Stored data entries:
· · · · ·

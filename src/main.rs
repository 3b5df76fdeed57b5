use clap::Parser;
use sms_dispatch::adapters::http::{create_router, AppState};
use sms_dispatch::core::ConfigProvider;
use sms_dispatch::utils::error::ErrorSeverity;
use sms_dispatch::utils::monitor::ProcessMonitor;
use sms_dispatch::utils::{logger, validation::Validate};
use sms_dispatch::{CliConfig, CommandGateway, DispatchEngine, DispatchError};
use std::sync::Arc;

#[tokio::main]
async fn main() {
    let cli = CliConfig::parse();

    if let Err(e) = run(cli).await {
        tracing::error!(
            "❌ sms-dispatch failed: {} (Category: {:?}, Severity: {:?})",
            e,
            e.category(),
            e.severity()
        );
        eprintln!("❌ {}", e.user_friendly_message());
        eprintln!("💡 Suggestion: {}", e.recovery_suggestion());

        let exit_code = match e.severity() {
            ErrorSeverity::Low | ErrorSeverity::High => 1,
            ErrorSeverity::Medium => 2,
            ErrorSeverity::Critical => 3,
        };
        std::process::exit(exit_code);
    }
}

async fn run(cli: CliConfig) -> Result<(), DispatchError> {
    let config = cli.load()?;

    // 初始化日誌
    logger::init_logger(config.logging.verbose, config.logging.json);
    tracing::info!("Starting sms-dispatch");
    tracing::debug!("Resolved config: {:?}", config);

    config.validate()?;

    let gateway = Arc::new(CommandGateway::new(
        config.send_command(),
        config.send_args().to_vec(),
    ));
    let engine = DispatchEngine::from_config(&config, gateway);

    tracing::info!(
        pool_size = engine.pool().size(),
        queue_depth = config.queue_depth(),
        batch_workers = config.default_batch_workers(),
        timeout = ?engine.send_timeout(),
        command = %config.send_command(),
        "Dispatch engine ready"
    );
    if config.logging.monitor {
        tracing::info!("🔍 Process monitoring enabled");
    }

    let state = AppState::new(engine.clone(), config.default_batch_workers())
        .with_monitor(ProcessMonitor::new(config.logging.monitor));
    let app = create_router(state);

    let address = config.bind_address();
    let listener = tokio::net::TcpListener::bind(&address).await?;
    tracing::info!("🚀 Listening on {}", address);

    axum::serve(listener, app)
        .with_graceful_shutdown(shutdown_signal(engine))
        .await?;

    tracing::info!("sms-dispatch stopped");
    Ok(())
}

async fn shutdown_signal(engine: DispatchEngine) {
    if let Err(e) = tokio::signal::ctrl_c().await {
        tracing::error!("Failed to listen for shutdown signal: {}", e);
        return;
    }
    tracing::info!("Shutdown signal received");
    engine.shutdown();
}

· · · · ·

### Assignment
Your response should consist of the data above, duplicated exactly.

### Task answer
filename src/main.rs
repository 3b5df76fdeed57b5
use clap::Parser;
use sms_dispatch::adapters::http::{create_router, AppState};
use sms_dispatch::core::ConfigProvider;
use sms_dispatch::utils::error::ErrorSeverity;
use sms_dispatch::utils::monitor::ProcessMonitor;
use sms_dispatch::utils::{logger, validation::Validate};
use sms_dispatch::{CliConfig, CommandGateway, DispatchEngine, DispatchError};
use std::sync::Arc;

#[tokio::main]
async fn main() {
    let cli = CliConfig::parse();

    if let Err(e) = run(cli).await {
        tracing::error!(
            "❌ sms-dispatch failed: {} (Category: {:?}, Severity: {:?})",
            e,
            e.category(),
            e.severity()
        );
        eprintln!("❌ {}", e.user_friendly_message());
        eprintln!("💡 Suggestion: {}", e.recovery_suggestion());

        let exit_code = match e.severity() {
            ErrorSeverity::Low | ErrorSeverity::High => 1,
            ErrorSeverity::Medium => 2,
            ErrorSeverity::Critical => 3,
        };
        std::process::exit(exit_code);
    }
}

async fn run(cli: CliConfig) -> Result<(), DispatchError> {
    let config = cli.load()?;

    // 初始化日誌
    logger::init_logger(config.logging.verbose, config.logging.json);
    tracing::info!("Starting sms-dispatch");
    tracing::debug!("Resolved config: {:?}", config);

    config.validate()?;

    let gateway = Arc::new(CommandGateway::new(
        config.send_command(),
        config.send_args().to_vec(),
    ));
    let engine = DispatchEngine::from_config(&config, gateway);

    tracing::info!(
        pool_size = engine.pool().size(),
        queue_depth = config.queue_depth(),
        batch_workers = config.default_batch_workers(),
        timeout = ?engine.send_timeout(),
        command = %config.send_command(),
        "Dispatch engine ready"
    );
    if config.logging.monitor {
        tracing::info!("🔍 Process monitoring enabled");
    }

    let state = AppState::new(engine.clone(), config.default_batch_workers())
        .with_monitor(ProcessMonitor::new(config.logging.monitor));
    let app = create_router(state);

    let address = config.bind_address();
    let listener = tokio::net::TcpListener::bind(&address).await?;
    tracing::info!("🚀 Listening on {}", address);

    axum::serve(listener, app)
        .with_graceful_shutdown(shutdown_signal(engine))
        .await?;

    tracing::info!("sms-dispatch stopped");
    Ok(())
}

async fn shutdown_signal(engine: DispatchEngine) {
    if let Err(e) = tokio::signal::ctrl_c().await {
        tracing::error!("Failed to listen for shutdown signal: {}", e);
        return;
    }
    tracing::info!("Shutdown signal received");
    engine.shutdown();
}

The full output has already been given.